WHAT THE EXERCISE ASKS:
Below this line is a set of entries; quote exactly the lines from the line that contains "Build tokio runtime" to the line that contains "Configure IP-based rate limiting", both lines included.

RECORDS SHOWN:
use axum::{
    extract::{DefaultBodyLimit, Path, State},
    http::{HeaderName, HeaderValue, StatusCode},
    response::{IntoResponse, Json, Response},
    routing::{delete, get, post},
    Router,
};
use serde::{Deserialize, Serialize};
use std::collections::HashMap;
use std::net::SocketAddr;
use std::sync::{Arc, Mutex, PoisonError};
use std::time::Duration;
use tokio::net::TcpListener;
use tower::limit::ConcurrencyLimitLayer;
use tower::ServiceBuilder;
use tower_governor::{governor::GovernorConfigBuilder, GovernorLayer};
use tower_http::set_header::SetResponseHeaderLayer;
use tower_http::timeout::TimeoutLayer;
use uuid::Uuid;

use crate::catalog::store::RecipeCorpus;
use crate::catalog::taxonomy::RestrictionTaxonomy;
use crate::cli::ServeArgs;
use crate::matching::engine::{MatchError, MatchingConfig, MatchingEngine};
use crate::matching::session::SessionState;
use crate::utils::validation::validate_query_text;

/// Security configuration constants to prevent `DoS` attacks
pub const MAX_SESSIONS: usize = 10_000;
pub const MAX_BODY_SIZE: usize = 64 * 1024; // 64KB

/// Idle time after which a session is discarded
pub const SESSION_TTL: Duration = Duration::from_secs(30 * 60);

fn now_ms() -> i64 {
    chrono::Utc::now().timestamp_millis()
}

#[derive(Debug)]
struct SessionEntry {
    state: SessionState,
    last_seen_ms: i64,
}

/// Conversation states keyed by session id.
///
/// Each session is read and written independently; engine work runs on a
/// copy so one slow request never holds the lock for other sessions.
/// Sessions idle for longer than the TTL are treated as ended. When the store
/// is full, creating a session evicts the least recently used one.
#[derive(Debug)]
pub struct SessionStore {
    sessions: Mutex<HashMap<Uuid, SessionEntry>>,
    max_sessions: usize,
    ttl_ms: i64,
}

impl Default for SessionStore {
    fn default() -> Self {
        Self::with_limits(MAX_SESSIONS, SESSION_TTL)
    }
}

impl SessionStore {
    #[must_use]
    pub fn new() -> Self {
        Self::default()
    }

    #[must_use]
    pub fn with_limits(max_sessions: usize, ttl: Duration) -> Self {
        Self {
            sessions: Mutex::new(HashMap::new()),
            max_sessions: max_sessions.max(1),
            ttl_ms: i64::try_from(ttl.as_millis()).unwrap_or(i64::MAX),
        }
    }

    fn lock(&self) -> std::sync::MutexGuard<'_, HashMap<Uuid, SessionEntry>> {
        self.sessions.lock().unwrap_or_else(PoisonError::into_inner)
    }

    fn is_expired(&self, entry: &SessionEntry, now_ms: i64) -> bool {
        now_ms.saturating_sub(entry.last_seen_ms) >= self.ttl_ms
    }

    /// Start a new empty session
    pub fn create(&self) -> Uuid {
        self.create_at(now_ms())
    }

    fn create_at(&self, now_ms: i64) -> Uuid {
        let mut sessions = self.lock();

        let before = sessions.len();
        sessions.retain(|_, entry| !self.is_expired(entry, now_ms));
        if sessions.len() < before {
            tracing::debug!("Expired {} idle sessions", before - sessions.len());
        }

        while sessions.len() >= self.max_sessions {
            let oldest = sessions
                .iter()
                .min_by_key(|(_, entry)| entry.last_seen_ms)
                .map(|(id, _)| *id);
            match oldest {
                Some(id) => {
                    tracing::debug!("Session store full, evicting {id}");
                    sessions.remove(&id);
                }
                None => break,
            }
        }

        let id = Uuid::new_v4();
        sessions.insert(
            id,
            SessionEntry {
                state: SessionState::new(),
                last_seen_ms: now_ms,
            },
        );
        id
    }

    /// Snapshot of a live session's state; refreshes its idle timer
    pub fn get(&self, id: &Uuid) -> Option<SessionState> {
        self.get_at(id, now_ms())
    }

    fn get_at(&self, id: &Uuid, now_ms: i64) -> Option<SessionState> {
        let mut sessions = self.lock();
        let entry = sessions.get_mut(id)?;
        if self.is_expired(entry, now_ms) {
            sessions.remove(id);
            return None;
        }
        entry.last_seen_ms = now_ms;
        Some(entry.state.clone())
    }

    /// Replace a session's state; returns false if the session was deleted meanwhile
    pub fn update(&self, id: &Uuid, state: SessionState) -> bool {
        match self.lock().get_mut(id) {
            Some(entry) => {
                entry.state = state;
                entry.last_seen_ms = now_ms();
                true
            }
            None => false,
        }
    }

    pub fn remove(&self, id: &Uuid) -> bool {
        self.lock().remove(id).is_some()
    }

    pub fn len(&self) -> usize {
        self.lock().len()
    }

    pub fn is_empty(&self) -> bool {
        self.lock().is_empty()
    }
}

/// Shared application state
pub struct AppState {
    pub corpus: RecipeCorpus,
    pub taxonomy: RestrictionTaxonomy,
    pub config: MatchingConfig,
    pub sessions: SessionStore,
}

impl AppState {
    fn engine(&self) -> MatchingEngine<'_> {
        MatchingEngine::with_config(&self.corpus, &self.taxonomy, self.config.clone())
    }
}

/// Enhanced error response
#[derive(Serialize)]
pub struct ErrorResponse {
    pub error: String,
    pub error_type: String,
    pub details: Option<String>,
}

/// Create a safe error response that prevents information disclosure
/// while logging detailed errors server-side for debugging
pub fn create_safe_error_response(
    error_type: &str,
    user_message: &str,
    internal_error: Option<&str>,
) -> ErrorResponse {
    // Log detailed error server-side for debugging (not exposed to client)
    if let Some(internal_msg) = internal_error {
        tracing::error!("Internal error ({}): {}", error_type, internal_msg);
    }

    ErrorResponse {
        error: user_message.to_string(),
        error_type: error_type.to_string(),
        details: None, // Never expose internal details to prevent information disclosure
    }
}

/// Error returned from API handlers
struct ApiError {
    status: StatusCode,
    body: ErrorResponse,
}

impl ApiError {
    fn new(status: StatusCode, error_type: &str, message: &str) -> Self {
        Self {
            status,
            body: create_safe_error_response(error_type, message, None),
        }
    }

    fn session_not_found() -> Self {
        Self::new(StatusCode::NOT_FOUND, "session_not_found", "Session not found")
    }
}

impl From<MatchError> for ApiError {
    fn from(error: MatchError) -> Self {
        let status = match error {
            MatchError::NotFound(_) | MatchError::NoSuggestionsMatched => StatusCode::NOT_FOUND,
            MatchError::RestrictionConflict { .. } => StatusCode::CONFLICT,
            MatchError::AllIngredientsExcluded { .. } => StatusCode::UNPROCESSABLE_ENTITY,
            MatchError::InvalidSelection { .. } | MatchError::EmptyInput => StatusCode::BAD_REQUEST,
        };
        Self::new(status, error.kind(), &error.to_string())
    }
}

impl IntoResponse for ApiError {
    fn into_response(self) -> Response {
        (self.status, Json(self.body)).into_response()
    }
}

#[derive(Deserialize)]
struct FindRequest {
    name: String,
    #[serde(default)]
    restriction: String,
}

#[derive(Deserialize)]
struct SuggestRequest {
    ingredients: String,
    #[serde(default)]
    restriction: String,
}

/// Run the web server
///
/// # Errors
///
/// Returns an error if the tokio runtime cannot be created or the server fails to start.
pub fn run(args: ServeArgs) -> anyhow::Result<()> {
    // Build tokio runtime
    let rt = tokio::runtime::Runtime::new()?;
    rt.block_on(async move { run_server(args).await })
}

/// Create the application router with all routes and middleware configured.
///
/// # Errors
///
/// Returns an error if the rate limiter cannot be configured.
pub fn create_router(corpus: RecipeCorpus, config: MatchingConfig) -> anyhow::Result<Router> {
    let state = Arc::new(AppState {
        corpus,
        taxonomy: RestrictionTaxonomy::builtin(),
        config,
        sessions: SessionStore::new(),
    });

    // Configure IP-based rate limiting
    let governor_conf = GovernorConfigBuilder::default()
        .per_second(10) // 10 requests per second per IP
        .burst_size(50) // Allow bursts of 50 requests
        .finish()
        .ok_or_else(|| anyhow::anyhow!("Invalid rate limiter configuration"))?;

    // Build router with comprehensive security layers
    let app = Router::new()
        .route("/api/health", get(health_handler))
        .route("/api/corpus", get(corpus_handler))
        .route("/api/sessions", post(create_session_handler))
        .route("/api/sessions/{id}", delete(delete_session_handler))
        .route("/api/sessions/{id}/find", post(find_handler))
        .route("/api/sessions/{id}/suggest", post(suggest_handler))
        .route("/api/sessions/{id}/recipe", get(recipe_handler))
        .with_state(state)
        .layer(
            ServiceBuilder::new()
                // Security headers for browser protection
                .layer(SetResponseHeaderLayer::if_not_present(
                    HeaderName::from_static("x-content-type-options"),
                    HeaderValue::from_static("nosniff"),
                ))
                .layer(SetResponseHeaderLayer::if_not_present(
                    HeaderName::from_static("x-frame-options"),
                    HeaderValue::from_static("DENY"),
                ))
                .layer(SetResponseHeaderLayer::if_not_present(
                    HeaderName::from_static("referrer-policy"),
                    HeaderValue::from_static("no-referrer"),
                ))
                .layer(SetResponseHeaderLayer::if_not_present(
                    HeaderName::from_static("cache-control"),
                    HeaderValue::from_static("no-store"),
                ))
                // IP-based rate limiting to prevent abuse
                .layer(GovernorLayer {
                    config: Arc::new(governor_conf),
                })
                // Request timeout to prevent slow client attacks
                .layer(TimeoutLayer::with_status_code(
                    StatusCode::REQUEST_TIMEOUT,
                    Duration::from_secs(30),
                ))
                // Limit concurrent requests to prevent DOS
                .layer(ConcurrencyLimitLayer::new(100))
                .layer(DefaultBodyLimit::max(MAX_BODY_SIZE)),
        );

    Ok(app)
}

async fn run_server(args: ServeArgs) -> anyhow::Result<()> {
    let corpus = args.source.load_corpus()?;
    let config = args.source.load_config()?;
    let recipe_count = corpus.len();
    let app = create_router(corpus, config)?;

    let addr = format!("{}:{}", args.address, args.port);
    println!("Starting recipe-finder web server at http://{addr}");
    tracing::info!("Serving {recipe_count} recipes on {addr}");

    let listener = TcpListener::bind(&addr).await?;
    axum::serve(
        listener,
        app.into_make_service_with_connect_info::<SocketAddr>(),
    )
    .await?;

    Ok(())
}

fn parse_session_id(raw: &str) -> Result<Uuid, ApiError> {
    Uuid::parse_str(raw).map_err(|_| ApiError::session_not_found())
}

fn validated<'a>(field: &'static str, text: &'a str) -> Result<&'a str, ApiError> {
    validate_query_text(field, text)
        .map_err(|e| ApiError::new(StatusCode::BAD_REQUEST, "invalid_input", &e.to_string()))
}

async fn health_handler(State(state): State<Arc<AppState>>) -> Json<serde_json::Value> {
    Json(serde_json::json!({
        "status": "ok",
        "recipes": state.corpus.len(),
        "sessions": state.sessions.len(),
    }))
}

/// Return list of recipe names in the corpus
async fn corpus_handler(State(state): State<Arc<AppState>>) -> Json<serde_json::Value> {
    let names: Vec<&str> = state.corpus.recipes.iter().map(|r| r.name.as_str()).collect();

    Json(serde_json::json!({
        "count": names.len(),
        "recipes": names,
    }))
}

async fn create_session_handler(State(state): State<Arc<AppState>>) -> Result<Response, ApiError> {
    let id = state.sessions.create();
    tracing::debug!("Created session {id}");

    Ok((
        StatusCode::CREATED,
        Json(serde_json::json!({ "session_id": id })),
    )
        .into_response())
}

async fn delete_session_handler(
    State(state): State<Arc<AppState>>,
    Path(id): Path<String>,
) -> Result<StatusCode, ApiError> {
    let id = parse_session_id(&id)?;
    if state.sessions.remove(&id) {
        Ok(StatusCode::NO_CONTENT)
    } else {
        Err(ApiError::session_not_found())
    }
}

async fn find_handler(
    State(state): State<Arc<AppState>>,
    Path(id): Path<String>,
    Json(request): Json<FindRequest>,
) -> Result<Json<serde_json::Value>, ApiError> {
    let id = parse_session_id(&id)?;
    let name = validated("name", &request.name)?;
    let restriction = validated("restriction", &request.restriction)?;

    let mut session = state.sessions.get(&id).ok_or_else(ApiError::session_not_found)?;
    let engine = state.engine();
    let outcome = engine.resolve_by_name(&mut session, name, restriction);
    if !state.sessions.update(&id, session) {
        return Err(ApiError::session_not_found());
    }

    let result = outcome?;
    let recipe = &state.corpus.recipes[result.index];
    Ok(Json(serde_json::json!({
        "name": recipe.name,
        "score": result.score,
        "confidence": result.confidence(),
        "ingredients": recipe.ingredients,
    })))
}

async fn suggest_handler(
    State(state): State<Arc<AppState>>,
    Path(id): Path<String>,
    Json(request): Json<SuggestRequest>,
) -> Result<Json<serde_json::Value>, ApiError> {
    let id = parse_session_id(&id)?;
    let ingredients = validated("ingredients", &request.ingredients)?;
    let restriction = validated("restriction", &request.restriction)?;

    let mut session = state.sessions.get(&id).ok_or_else(ApiError::session_not_found)?;
    let engine = state.engine();
    let outcome = engine.suggest(&mut session, ingredients, restriction);
    if !state.sessions.update(&id, session) {
        return Err(ApiError::session_not_found());
    }

    let round = outcome?;
    let suggestions: Vec<serde_json::Value> = round
        .suggestions
        .iter()
        .enumerate()
        .map(|(i, s)| {
            serde_json::json!({
                "rank": i + 1,
                "name": state.corpus.recipes[s.index].name,
                "score": s.score,
                "missing_count": s.missing_count,
                "missing_ingredients": s.missing_ingredients,
            })
        })
        .collect();

    Ok(Json(serde_json::json!({
        "excluded": round.ingredients.excluded,
        "suggestions": suggestions,
    })))
}

/// The recipe most recently resolved in this session
async fn recipe_handler(
    State(state): State<Arc<AppState>>,
    Path(id): Path<String>,
) -> Result<Json<serde_json::Value>, ApiError> {
    let id = parse_session_id(&id)?;
    let session = state.sessions.get(&id).ok_or_else(ApiError::session_not_found)?;

    let recipe = session
        .last_match()
        .and_then(|m| state.corpus.get(m.index))
        .ok_or_else(|| {
            ApiError::new(
                StatusCode::NOT_FOUND,
                "no_recipe_selected",
                "No recipe has been selected in this session",
            )
        })?;

    Ok(Json(serde_json::json!({
        "name": recipe.name,
        "ingredients": recipe.ingredients,
        "steps": recipe.steps,
    })))
}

REPLY:
    // Build tokio runtime
    let rt = tokio::runtime::Runtime::new()?;
    rt.block_on(async move { run_server(args).await })
}

/// Create the application router with all routes and middleware configured.
///
/// # Errors
///
/// Returns an error if the rate limiter cannot be configured.
pub fn create_router(corpus: RecipeCorpus, config: MatchingConfig) -> anyhow::Result<Router> {
    let state = Arc::new(AppState {
        corpus,
        taxonomy: RestrictionTaxonomy::builtin(),
        config,
        sessions: SessionStore::new(),
    });

    // Configure IP-based rate limiting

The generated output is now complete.